Naturalmente, para que ese poder judicial independiente tenga la calidad requerida, es
indispensable contar con buenos abogados educados en excelentes facultades de
Derecho, muy bien remunerados y admirados, formados en la ley y en la ética, conscientes
de la inmensa responsabilidad que les cabe, porque sobre sus hombros descansa la salud
de la República.

No hay duda de que los tres poderes son importantísimos y totalmente interdependientes,
pero sin un poder judicial competente y universalmente respetado, el Estado de Derecho
no es capaz de resistir las tendencias destructivas presentes en toda sociedad.

Una simple anécdota puede aclarar mi afirmación.

En el año 2000 se pudo ver en Estados Unidos lo que significa tener un poder judicial
respetado e independiente. Ese fue el año en que el republicano George W. Bush derrotó
al demócrata Al Gore por 271 votos electorales frente a 266.
Al Gore había ganado en el voto general por más de medio millón de sufragios, pero la ley
norteamericana le concede la presidencia a quien obtenga más votos electorales de
acuerdo a los asignados a cada estado, y ese cómputo, aunque es raro, no siempre coincide
con la votación general del país.

En esa oportunidad, el estado de la Florida fue el decisivo y allí estaban prácticamente


empatados. Si Florida se decantaba por Bush, éste ganaba, y en el conteo de votos sólo
había obtenido 573 sufragios más que su contrincante.

La ciudadanía estaba profundamente dividida y la discusión era muy amarga. Los


demócratas, tremendamente frustrados, pidieron un recuento manual de los votos
floridanos, pero inmediatamente los republicanos interpusieron el mismo recurso en varios
estados donde habían perdido por un estrecho margen.

Estaba en juego la santidad del proceso democrático y la sociedad debatía acremente.

Los republicanos apelaron a la Corte Suprema y ésta dictaminó que se había acabado el
recuento de los votos y declaró vencedor a George W. Bush.
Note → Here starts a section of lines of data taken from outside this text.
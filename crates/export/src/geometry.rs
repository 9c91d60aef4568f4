//! Primitive definitions and their placements.

use glam::Mat4;
use luxport_common::{ParamSet, matrix_to_array};
use luxport_context::{Capability, Context};
use luxport_scene::{HostScene, MeshData, ObjectData, ShapeKind};

use crate::error::ExportError;
use crate::materials::{Media, active_emission, emission_params};
use crate::mesh::{MeshDefinition, MeshPartition, definition_name, split_by_material};
use crate::settings::ExportSettings;
use crate::state::ExportState;

/// How a placement reaches the renderer.
#[derive(Debug, Clone, Copy, PartialEq, Eq)]
pub enum PlacementMode {
    /// Reference a primitive definition by name.
    Instanced,
    /// Write every shape in full at the placement.
    FullShape,
}

/// Build (or fetch from the cache) one definition per used material slot.
///
/// Definitions are registered in the cache but not emitted; emission happens
/// when a placement first references them.
pub fn build_mesh(
    ctx: &mut Context,
    scene: &dyn HostScene,
    settings: &ExportSettings,
    state: &mut ExportState,
    object: &ObjectData,
    identity: &str,
) -> Result<Vec<MeshDefinition>, ExportError> {
    let mesh = scene.evaluated_mesh(&object.name)?;
    let parts: Vec<MeshPartition> = split_by_material(&mesh, object.material_slots.len())
        .into_iter()
        .filter(|p| !p.is_empty())
        .collect();
    if parts.is_empty() {
        return Err(ExportError::InvalidGeometry {
            object: object.name.clone(),
            reason: format!("mesh {} has no triangles", mesh.name),
        });
    }

    let mut definitions = Vec::with_capacity(parts.len());
    for part in parts {
        let material = object.material_slots.get(part.slot).cloned().flatten();
        let name = definition_name(identity, material.as_deref(), part.slot);
        let digest = part.fingerprint();
        if state.cache.have(&name) {
            let cached = state.cache.get(&name)?;
            if cached.digest != digest {
                return Err(ExportError::ConflictingDefinition(name));
            }
            tracing::debug!(definition = %name, "cache hit");
            definitions.push(cached.clone());
            state.stats.cache_hits += 1;
            continue;
        }

        let (shape, params) = shape_params(ctx, settings, &mesh, &name, &part, &digest.to_string())?;
        let definition = MeshDefinition {
            name,
            mesh: identity.to_string(),
            slot: part.slot,
            material,
            shape: shape.to_string(),
            params,
            portal: mesh.portal,
            digest,
        };
        tracing::trace!(
            definition = %definition.name,
            triangles = part.triangle_count(),
            shape,
            "definition built"
        );
        state.cache.add(definition.clone())?;
        definitions.push(definition);
    }
    Ok(definitions)
}

fn shape_params(
    ctx: &mut Context,
    settings: &ExportSettings,
    mesh: &MeshData,
    name: &str,
    part: &MeshPartition,
    digest: &str,
) -> Result<(&'static str, ParamSet), ExportError> {
    let kind = mesh.export.shape.unwrap_or(settings.default_shape);
    let (shape, mut params) = match kind {
        ShapeKind::BinaryPly if ctx.supports(Capability::ExternalFiles) => {
            let file = format!("{}_{}", sanitize(name), &digest[..8]);
            let path = ctx.write_ply(&file, &part.as_ply())?;
            ("plymesh", ParamSet::new().add_string("filename", path))
        }
        ShapeKind::BinaryPly => {
            tracing::debug!(definition = name, "output has no side files, using native mesh");
            ("trianglemesh", part.native_params())
        }
        ShapeKind::NativeMesh => ("trianglemesh", part.native_params()),
        ShapeKind::Subdiv => (
            "loopsubdiv",
            part.native_params()
                .add_integer("nsubdivlevels", mesh.export.subdiv_levels.max(1) as i32),
        ),
    };
    params.update(&mesh.export.extra);
    Ok((shape, params))
}

fn sanitize(name: &str) -> String {
    name.chars()
        .map(|c| {
            if c.is_ascii_alphanumeric() || matches!(c, '-' | '_' | '.') {
                c
            } else {
                '_'
            }
        })
        .collect()
}

/// Write the primitive-definition block for `definition` unless it already exists.
fn ensure_defined(
    ctx: &mut Context,
    state: &mut ExportState,
    definition: &MeshDefinition,
) -> Result<(), ExportError> {
    if state.cache.is_emitted(&definition.name) {
        return Ok(());
    }
    ctx.object_begin(&definition.name)?;
    if let Some(material) = &definition.material {
        ctx.named_material(material)?;
    }
    ctx.shape(&definition.shape, definition.params.clone())?;
    ctx.object_end()?;
    state.cache.mark_emitted(&definition.name);
    state.stats.definitions += 1;
    Ok(())
}

/// Emit one placement of an object's definitions.
///
/// `motion` is the shutter-close transform; it is only honoured on the
/// instanced path, which can express it as a motion instance.
#[allow(clippy::too_many_arguments)]
pub fn place(
    ctx: &mut Context,
    scene: &dyn HostScene,
    state: &mut ExportState,
    object: &ObjectData,
    definitions: &[MeshDefinition],
    world: &Mat4,
    motion: Option<&Mat4>,
    mode: PlacementMode,
) -> Result<(), ExportError> {
    for material in definitions.iter().filter_map(|d| d.material.as_deref()) {
        state.materials.ensure_material(ctx, scene, material)?;
    }

    match mode {
        PlacementMode::Instanced => {
            for definition in definitions {
                ensure_defined(ctx, state, definition)?;
            }
            let motion_system = match motion {
                Some(next) => {
                    let system = state.next_motion_system(&object.name);
                    ctx.transform_begin()?;
                    ctx.identity()?;
                    ctx.transform(matrix_to_array(next))?;
                    ctx.coordinate_system(&system)?;
                    ctx.transform_end()?;
                    Some(system)
                }
                None => None,
            };

            ctx.attribute_begin()?;
            ctx.transform(matrix_to_array(world))?;
            for definition in definitions {
                let media = Media::resolve(scene, object, definition.material.as_deref());
                let scoped = media != Media::default();
                if scoped {
                    ctx.attribute_begin()?;
                    media.emit(ctx)?;
                }
                match &motion_system {
                    Some(system) => ctx.motion_instance(&definition.name, 0.0, 1.0, system)?,
                    None => ctx.object_instance(&definition.name)?,
                }
                if scoped {
                    ctx.attribute_end()?;
                }
                state.stats.instances += 1;
            }
            ctx.attribute_end()?;
        }
        PlacementMode::FullShape => {
            if motion.is_some() {
                tracing::debug!(object = %object.name, "motion blur needs instancing, placing static shape");
            }
            ctx.attribute_begin()?;
            ctx.transform(matrix_to_array(world))?;
            for definition in definitions {
                ctx.attribute_begin()?;
                if let Some(material) = &definition.material {
                    ctx.named_material(material)?;
                }
                if let Some(emission) = active_emission(scene, definition.material.as_deref()) {
                    state.light_groups.id_for(&emission.light_group);
                    ctx.light_group(&emission.light_group, ParamSet::new())?;
                    ctx.area_light_source("area", emission_params(emission))?;
                    state.stats.emitters += 1;
                }
                Media::resolve(scene, object, definition.material.as_deref()).emit(ctx)?;
                ctx.shape(&definition.shape, definition.params.clone())?;
                ctx.attribute_end()?;
                state.stats.full_shapes += 1;
            }
            ctx.attribute_end()?;
        }
    }
    state.stats.placements += 1;
    Ok(())
}

/// Emit a light portal: definitions baked in world space so a light can
/// reference them with an identity transform.
pub fn define_portal(
    ctx: &mut Context,
    state: &mut ExportState,
    definitions: &[MeshDefinition],
    world: &Mat4,
) -> Result<(), ExportError> {
    for definition in definitions {
        if !state.cache.mark_emitted(&definition.name) {
            continue;
        }
        ctx.attribute_begin()?;
        ctx.transform(matrix_to_array(world))?;
        ctx.object_begin(&definition.name)?;
        ctx.shape(&definition.shape, definition.params.clone())?;
        ctx.object_end()?;
        ctx.attribute_end()?;
        state.stats.definitions += 1;
        state.stats.portals += 1;
    }
    Ok(())
}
Lo que entonces sucedió fue tremendo: desde Al Gore hasta el último norteamericano
acataron la decisión del Tribunal Supremo y se acabó la discusión instantáneamente.
Habían hablado los jueces.

Eso pudo suceder porque el sistema judicial norteamericano, con todos sus defectos, y los
tiene, goza de la confianza general de la sociedad, lo que le confiere una inmensa fortaleza
a ese sistema de acceso abierto que hemos mencionado a lo largo de esta charla.

Quiero, para terminar, reforzar exactamente ese concepto.

El éxito de una sociedad depende, en gran medida, de la confianza que generan las
instituciones de derecho en la que los ciudadanos conviven; en su sistema económico y en
la moneda en la que realiza sus transacciones.

Cuando surge una etapa de inseguridad en el mundo, si pueden, las personas y sus ahorros
acumulados marchan inmediatamente a protegerse a países como Estados Unidos,
Inglaterra o Suiza. ¿Por qué? Porque tienen confianza en sus leyes y en sus instituciones,
seguros todos de que no habrá una acción arbitraria que los prive de sus bienes o de su
vida.

No es en el impetuoso acto revolucionario o en la acción de los caudillos sabelotodo donde


radica el triunfo de las sociedades. Es en el trabajo fecundo de las personas dentro de las
instituciones, por un tiempo muy prolongado y sin sobresaltos ni cambios de las reglas de
juego. Eso es lo que sucede en las sociedades de acceso abierto. Por eso tienen éxito.